■ **Requirement**:
Some lines hold the string "AppConfig". Copy all of them from the material that follows.

────────────────────────────────────────

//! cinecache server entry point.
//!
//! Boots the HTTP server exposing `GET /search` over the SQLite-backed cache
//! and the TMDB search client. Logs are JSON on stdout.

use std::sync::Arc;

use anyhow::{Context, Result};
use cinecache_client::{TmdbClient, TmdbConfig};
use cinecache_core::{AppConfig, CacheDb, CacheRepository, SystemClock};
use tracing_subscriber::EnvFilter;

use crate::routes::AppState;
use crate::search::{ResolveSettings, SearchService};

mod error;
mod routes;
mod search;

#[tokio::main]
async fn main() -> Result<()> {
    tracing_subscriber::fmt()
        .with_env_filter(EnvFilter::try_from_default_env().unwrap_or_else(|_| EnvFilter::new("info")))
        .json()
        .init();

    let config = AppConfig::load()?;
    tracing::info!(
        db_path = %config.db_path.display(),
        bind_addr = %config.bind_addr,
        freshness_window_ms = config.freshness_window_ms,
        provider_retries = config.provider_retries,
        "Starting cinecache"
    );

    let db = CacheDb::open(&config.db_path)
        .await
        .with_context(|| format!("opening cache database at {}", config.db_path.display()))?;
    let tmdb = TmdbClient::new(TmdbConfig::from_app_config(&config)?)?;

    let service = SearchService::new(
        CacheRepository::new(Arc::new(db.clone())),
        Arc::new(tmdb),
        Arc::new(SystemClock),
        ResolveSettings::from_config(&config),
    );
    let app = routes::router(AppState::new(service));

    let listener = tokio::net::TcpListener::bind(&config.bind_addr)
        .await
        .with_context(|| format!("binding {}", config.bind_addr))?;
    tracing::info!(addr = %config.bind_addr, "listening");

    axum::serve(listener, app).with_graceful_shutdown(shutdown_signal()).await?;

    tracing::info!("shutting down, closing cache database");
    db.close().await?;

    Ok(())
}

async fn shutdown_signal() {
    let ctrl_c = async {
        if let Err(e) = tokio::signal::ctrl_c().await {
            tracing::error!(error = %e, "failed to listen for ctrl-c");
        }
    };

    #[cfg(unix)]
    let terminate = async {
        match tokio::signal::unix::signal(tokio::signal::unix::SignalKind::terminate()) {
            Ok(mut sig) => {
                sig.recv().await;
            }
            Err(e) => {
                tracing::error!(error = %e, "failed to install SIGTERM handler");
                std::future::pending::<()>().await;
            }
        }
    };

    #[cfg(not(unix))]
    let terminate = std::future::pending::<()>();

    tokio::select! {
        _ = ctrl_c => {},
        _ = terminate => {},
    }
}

────────────────────────────────────────

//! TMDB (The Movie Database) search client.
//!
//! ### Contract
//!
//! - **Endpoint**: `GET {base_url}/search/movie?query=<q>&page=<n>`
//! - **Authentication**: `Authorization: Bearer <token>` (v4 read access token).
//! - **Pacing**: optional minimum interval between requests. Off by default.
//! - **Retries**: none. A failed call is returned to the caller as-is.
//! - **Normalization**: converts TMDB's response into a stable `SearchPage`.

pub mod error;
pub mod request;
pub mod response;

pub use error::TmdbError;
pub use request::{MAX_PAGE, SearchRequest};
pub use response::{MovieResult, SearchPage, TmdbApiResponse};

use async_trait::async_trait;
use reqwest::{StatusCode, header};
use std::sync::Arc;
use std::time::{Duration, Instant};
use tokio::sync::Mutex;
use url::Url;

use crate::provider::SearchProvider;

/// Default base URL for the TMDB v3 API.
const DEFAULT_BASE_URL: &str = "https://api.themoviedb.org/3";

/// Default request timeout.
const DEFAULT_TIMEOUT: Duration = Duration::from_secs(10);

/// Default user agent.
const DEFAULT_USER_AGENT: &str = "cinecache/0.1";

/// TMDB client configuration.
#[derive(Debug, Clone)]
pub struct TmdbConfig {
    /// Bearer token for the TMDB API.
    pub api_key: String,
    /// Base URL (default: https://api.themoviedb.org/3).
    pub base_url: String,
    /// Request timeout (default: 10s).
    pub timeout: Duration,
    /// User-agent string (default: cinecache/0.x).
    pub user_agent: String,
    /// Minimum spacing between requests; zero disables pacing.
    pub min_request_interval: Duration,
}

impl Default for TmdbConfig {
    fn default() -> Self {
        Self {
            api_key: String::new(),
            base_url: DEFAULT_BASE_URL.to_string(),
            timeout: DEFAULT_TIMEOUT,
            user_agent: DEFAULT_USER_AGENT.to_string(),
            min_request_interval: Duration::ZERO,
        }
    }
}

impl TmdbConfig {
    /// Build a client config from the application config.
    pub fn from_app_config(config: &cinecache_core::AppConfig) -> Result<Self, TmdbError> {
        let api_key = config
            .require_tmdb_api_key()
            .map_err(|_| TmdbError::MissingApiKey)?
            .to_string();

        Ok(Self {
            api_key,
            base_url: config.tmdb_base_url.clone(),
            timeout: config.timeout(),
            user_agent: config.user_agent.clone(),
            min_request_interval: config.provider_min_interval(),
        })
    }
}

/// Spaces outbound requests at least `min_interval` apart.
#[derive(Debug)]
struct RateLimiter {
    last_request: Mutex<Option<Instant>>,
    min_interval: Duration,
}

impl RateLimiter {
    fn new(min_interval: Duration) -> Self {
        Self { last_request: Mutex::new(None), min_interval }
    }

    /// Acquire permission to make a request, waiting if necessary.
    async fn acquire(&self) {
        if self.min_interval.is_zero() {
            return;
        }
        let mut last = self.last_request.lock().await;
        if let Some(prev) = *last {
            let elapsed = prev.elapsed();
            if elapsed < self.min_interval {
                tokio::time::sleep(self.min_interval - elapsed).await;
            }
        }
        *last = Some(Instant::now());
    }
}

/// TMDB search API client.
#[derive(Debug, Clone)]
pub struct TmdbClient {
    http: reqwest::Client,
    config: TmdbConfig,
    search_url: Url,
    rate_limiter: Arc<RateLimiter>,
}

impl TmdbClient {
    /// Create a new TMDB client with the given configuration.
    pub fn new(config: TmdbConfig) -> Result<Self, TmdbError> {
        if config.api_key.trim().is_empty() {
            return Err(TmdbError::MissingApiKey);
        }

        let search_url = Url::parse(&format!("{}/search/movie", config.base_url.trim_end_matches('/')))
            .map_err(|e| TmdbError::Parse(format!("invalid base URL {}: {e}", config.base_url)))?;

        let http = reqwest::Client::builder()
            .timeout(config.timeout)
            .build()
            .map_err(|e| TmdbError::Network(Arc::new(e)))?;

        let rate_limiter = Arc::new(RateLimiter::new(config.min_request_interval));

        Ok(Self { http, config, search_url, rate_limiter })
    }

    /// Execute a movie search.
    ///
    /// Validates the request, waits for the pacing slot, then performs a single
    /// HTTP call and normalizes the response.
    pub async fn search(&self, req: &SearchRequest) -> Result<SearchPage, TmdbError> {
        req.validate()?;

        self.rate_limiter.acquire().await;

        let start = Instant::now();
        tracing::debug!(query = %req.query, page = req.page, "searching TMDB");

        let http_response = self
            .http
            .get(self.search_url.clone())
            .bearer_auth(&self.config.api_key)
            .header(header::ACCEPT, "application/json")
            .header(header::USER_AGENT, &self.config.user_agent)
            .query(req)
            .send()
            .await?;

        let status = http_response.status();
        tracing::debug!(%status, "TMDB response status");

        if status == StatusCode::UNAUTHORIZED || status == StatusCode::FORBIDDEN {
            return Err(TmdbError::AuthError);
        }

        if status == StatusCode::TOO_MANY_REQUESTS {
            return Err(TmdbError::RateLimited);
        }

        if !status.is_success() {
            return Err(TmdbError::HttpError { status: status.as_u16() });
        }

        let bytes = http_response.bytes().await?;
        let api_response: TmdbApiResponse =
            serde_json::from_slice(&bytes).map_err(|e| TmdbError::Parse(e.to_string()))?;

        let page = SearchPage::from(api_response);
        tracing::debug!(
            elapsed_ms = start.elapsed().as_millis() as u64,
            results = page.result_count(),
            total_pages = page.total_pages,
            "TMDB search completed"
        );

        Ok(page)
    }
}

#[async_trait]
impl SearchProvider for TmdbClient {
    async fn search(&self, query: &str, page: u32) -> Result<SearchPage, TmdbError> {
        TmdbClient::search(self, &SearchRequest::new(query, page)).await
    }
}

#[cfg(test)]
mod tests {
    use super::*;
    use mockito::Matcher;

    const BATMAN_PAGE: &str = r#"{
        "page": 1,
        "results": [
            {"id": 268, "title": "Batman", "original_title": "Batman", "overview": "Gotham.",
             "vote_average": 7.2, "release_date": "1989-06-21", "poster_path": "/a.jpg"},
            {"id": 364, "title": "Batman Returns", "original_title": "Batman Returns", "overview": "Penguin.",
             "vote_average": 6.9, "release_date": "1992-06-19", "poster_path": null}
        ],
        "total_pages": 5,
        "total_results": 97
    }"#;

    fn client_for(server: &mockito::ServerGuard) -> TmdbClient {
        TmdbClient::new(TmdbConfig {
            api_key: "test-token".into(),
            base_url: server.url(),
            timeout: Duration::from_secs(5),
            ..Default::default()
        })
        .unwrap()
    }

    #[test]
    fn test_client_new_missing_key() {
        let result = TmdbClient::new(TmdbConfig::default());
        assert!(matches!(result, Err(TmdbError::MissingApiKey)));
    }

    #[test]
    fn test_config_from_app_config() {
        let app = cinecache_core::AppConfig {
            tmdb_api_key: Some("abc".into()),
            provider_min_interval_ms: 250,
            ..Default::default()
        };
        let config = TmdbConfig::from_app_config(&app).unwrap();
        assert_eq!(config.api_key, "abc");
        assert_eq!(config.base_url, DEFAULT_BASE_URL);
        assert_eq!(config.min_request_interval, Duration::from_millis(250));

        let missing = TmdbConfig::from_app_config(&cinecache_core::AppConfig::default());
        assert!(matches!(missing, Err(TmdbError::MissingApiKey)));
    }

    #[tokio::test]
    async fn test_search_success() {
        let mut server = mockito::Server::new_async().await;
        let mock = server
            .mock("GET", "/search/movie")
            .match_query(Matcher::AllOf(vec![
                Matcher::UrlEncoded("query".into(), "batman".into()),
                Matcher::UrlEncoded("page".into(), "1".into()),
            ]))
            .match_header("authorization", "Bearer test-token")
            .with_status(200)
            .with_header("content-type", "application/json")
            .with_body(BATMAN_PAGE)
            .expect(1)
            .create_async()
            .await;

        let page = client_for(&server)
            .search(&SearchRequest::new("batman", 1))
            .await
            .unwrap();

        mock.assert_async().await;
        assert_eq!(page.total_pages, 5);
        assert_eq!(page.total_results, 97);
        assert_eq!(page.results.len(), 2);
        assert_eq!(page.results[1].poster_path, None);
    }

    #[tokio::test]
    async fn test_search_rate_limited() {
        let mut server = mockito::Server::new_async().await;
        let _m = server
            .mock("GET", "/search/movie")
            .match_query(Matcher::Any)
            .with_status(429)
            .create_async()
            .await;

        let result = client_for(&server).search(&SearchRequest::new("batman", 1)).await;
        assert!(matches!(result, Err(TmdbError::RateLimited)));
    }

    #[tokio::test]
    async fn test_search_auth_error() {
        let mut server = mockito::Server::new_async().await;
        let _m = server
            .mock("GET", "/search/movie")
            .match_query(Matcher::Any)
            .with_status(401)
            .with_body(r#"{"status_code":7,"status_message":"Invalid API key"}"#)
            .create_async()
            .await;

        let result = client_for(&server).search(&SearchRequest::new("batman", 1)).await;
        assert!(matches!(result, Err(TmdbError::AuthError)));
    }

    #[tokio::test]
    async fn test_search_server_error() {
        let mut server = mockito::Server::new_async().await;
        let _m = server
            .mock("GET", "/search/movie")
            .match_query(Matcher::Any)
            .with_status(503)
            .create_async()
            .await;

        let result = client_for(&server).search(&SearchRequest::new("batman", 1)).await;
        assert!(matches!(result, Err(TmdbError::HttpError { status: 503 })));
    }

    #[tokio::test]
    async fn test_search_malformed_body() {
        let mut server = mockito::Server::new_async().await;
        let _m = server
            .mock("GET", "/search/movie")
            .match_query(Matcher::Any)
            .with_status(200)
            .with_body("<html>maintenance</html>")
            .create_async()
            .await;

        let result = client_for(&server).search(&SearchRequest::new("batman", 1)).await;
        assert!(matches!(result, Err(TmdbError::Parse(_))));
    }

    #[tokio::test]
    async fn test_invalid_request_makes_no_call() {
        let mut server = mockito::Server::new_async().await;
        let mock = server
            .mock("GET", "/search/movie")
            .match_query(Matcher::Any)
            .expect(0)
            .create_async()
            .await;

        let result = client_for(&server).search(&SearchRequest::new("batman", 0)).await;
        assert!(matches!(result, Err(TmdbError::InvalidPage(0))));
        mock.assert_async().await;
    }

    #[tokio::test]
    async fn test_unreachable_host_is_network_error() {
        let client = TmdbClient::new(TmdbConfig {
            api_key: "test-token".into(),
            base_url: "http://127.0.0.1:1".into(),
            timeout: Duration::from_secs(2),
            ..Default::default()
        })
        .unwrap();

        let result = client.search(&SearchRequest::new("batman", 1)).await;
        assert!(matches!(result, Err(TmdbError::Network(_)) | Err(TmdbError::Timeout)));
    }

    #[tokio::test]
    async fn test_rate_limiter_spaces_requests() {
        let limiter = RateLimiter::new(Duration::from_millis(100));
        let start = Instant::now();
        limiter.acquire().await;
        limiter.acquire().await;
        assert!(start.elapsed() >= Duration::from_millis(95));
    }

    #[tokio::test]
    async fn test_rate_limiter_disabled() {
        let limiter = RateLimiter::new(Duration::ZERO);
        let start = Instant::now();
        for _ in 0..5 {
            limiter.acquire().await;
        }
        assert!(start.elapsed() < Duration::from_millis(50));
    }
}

────────────────────────────────────────

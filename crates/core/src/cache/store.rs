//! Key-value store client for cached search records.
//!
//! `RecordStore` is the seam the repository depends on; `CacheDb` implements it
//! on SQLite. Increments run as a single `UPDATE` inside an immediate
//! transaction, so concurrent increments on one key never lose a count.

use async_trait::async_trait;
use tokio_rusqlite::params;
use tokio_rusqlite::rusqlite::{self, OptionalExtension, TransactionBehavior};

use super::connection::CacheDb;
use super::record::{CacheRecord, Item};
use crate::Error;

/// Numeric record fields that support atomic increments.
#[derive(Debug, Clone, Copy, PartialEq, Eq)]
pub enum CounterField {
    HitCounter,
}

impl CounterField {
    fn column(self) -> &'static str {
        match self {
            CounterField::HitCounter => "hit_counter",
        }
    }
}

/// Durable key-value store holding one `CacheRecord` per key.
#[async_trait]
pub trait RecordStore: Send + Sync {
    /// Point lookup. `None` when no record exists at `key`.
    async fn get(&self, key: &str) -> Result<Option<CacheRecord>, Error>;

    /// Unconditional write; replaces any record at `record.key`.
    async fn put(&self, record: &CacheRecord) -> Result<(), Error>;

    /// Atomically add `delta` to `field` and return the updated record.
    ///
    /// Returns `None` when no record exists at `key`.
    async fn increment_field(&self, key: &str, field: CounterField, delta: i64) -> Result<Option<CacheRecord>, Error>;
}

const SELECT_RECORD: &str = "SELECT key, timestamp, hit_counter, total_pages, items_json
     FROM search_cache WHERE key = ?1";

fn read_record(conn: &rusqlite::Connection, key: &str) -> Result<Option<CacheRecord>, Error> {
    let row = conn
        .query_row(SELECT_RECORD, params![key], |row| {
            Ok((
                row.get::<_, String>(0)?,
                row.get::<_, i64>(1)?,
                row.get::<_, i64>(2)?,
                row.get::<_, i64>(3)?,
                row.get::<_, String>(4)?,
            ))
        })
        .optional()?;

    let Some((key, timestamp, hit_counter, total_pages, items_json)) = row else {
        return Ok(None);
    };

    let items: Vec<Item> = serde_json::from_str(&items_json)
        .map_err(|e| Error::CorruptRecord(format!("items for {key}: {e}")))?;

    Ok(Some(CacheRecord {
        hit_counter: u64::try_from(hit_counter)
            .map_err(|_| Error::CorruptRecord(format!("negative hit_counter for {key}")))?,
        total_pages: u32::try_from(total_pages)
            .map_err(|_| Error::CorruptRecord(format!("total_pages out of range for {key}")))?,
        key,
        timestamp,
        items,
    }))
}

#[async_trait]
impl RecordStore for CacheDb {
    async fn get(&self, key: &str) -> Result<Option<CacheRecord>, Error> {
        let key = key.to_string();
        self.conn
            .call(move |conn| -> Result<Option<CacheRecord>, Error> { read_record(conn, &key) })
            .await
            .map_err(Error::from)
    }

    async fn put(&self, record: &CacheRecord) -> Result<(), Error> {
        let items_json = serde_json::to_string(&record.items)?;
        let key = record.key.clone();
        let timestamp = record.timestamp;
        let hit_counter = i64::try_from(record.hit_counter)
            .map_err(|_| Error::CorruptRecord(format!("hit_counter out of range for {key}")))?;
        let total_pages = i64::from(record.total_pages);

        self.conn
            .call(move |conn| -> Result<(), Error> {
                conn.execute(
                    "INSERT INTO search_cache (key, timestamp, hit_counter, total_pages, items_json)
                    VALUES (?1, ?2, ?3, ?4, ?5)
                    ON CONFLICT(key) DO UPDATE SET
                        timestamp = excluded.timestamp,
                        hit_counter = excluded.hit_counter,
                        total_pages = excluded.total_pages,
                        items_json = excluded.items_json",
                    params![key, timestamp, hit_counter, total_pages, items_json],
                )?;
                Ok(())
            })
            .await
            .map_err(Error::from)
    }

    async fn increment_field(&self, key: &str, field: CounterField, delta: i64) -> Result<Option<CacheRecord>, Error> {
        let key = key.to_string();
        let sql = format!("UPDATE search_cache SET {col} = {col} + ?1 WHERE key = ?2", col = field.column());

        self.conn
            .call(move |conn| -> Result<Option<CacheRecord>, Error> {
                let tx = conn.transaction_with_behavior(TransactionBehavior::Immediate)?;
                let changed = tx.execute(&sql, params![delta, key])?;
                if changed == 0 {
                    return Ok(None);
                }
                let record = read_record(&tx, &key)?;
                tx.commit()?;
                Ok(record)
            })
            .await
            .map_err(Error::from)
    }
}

────────────────────────────────────────

■ **Response for this exercise**:
use cinecache_core::{AppConfig, CacheDb, CacheRepository, SystemClock};
    let config = AppConfig::load()?;
    pub fn from_app_config(config: &cinecache_core::AppConfig) -> Result<Self, TmdbError> {
        let app = cinecache_core::AppConfig {
        let missing = TmdbConfig::from_app_config(&cinecache_core::AppConfig::default());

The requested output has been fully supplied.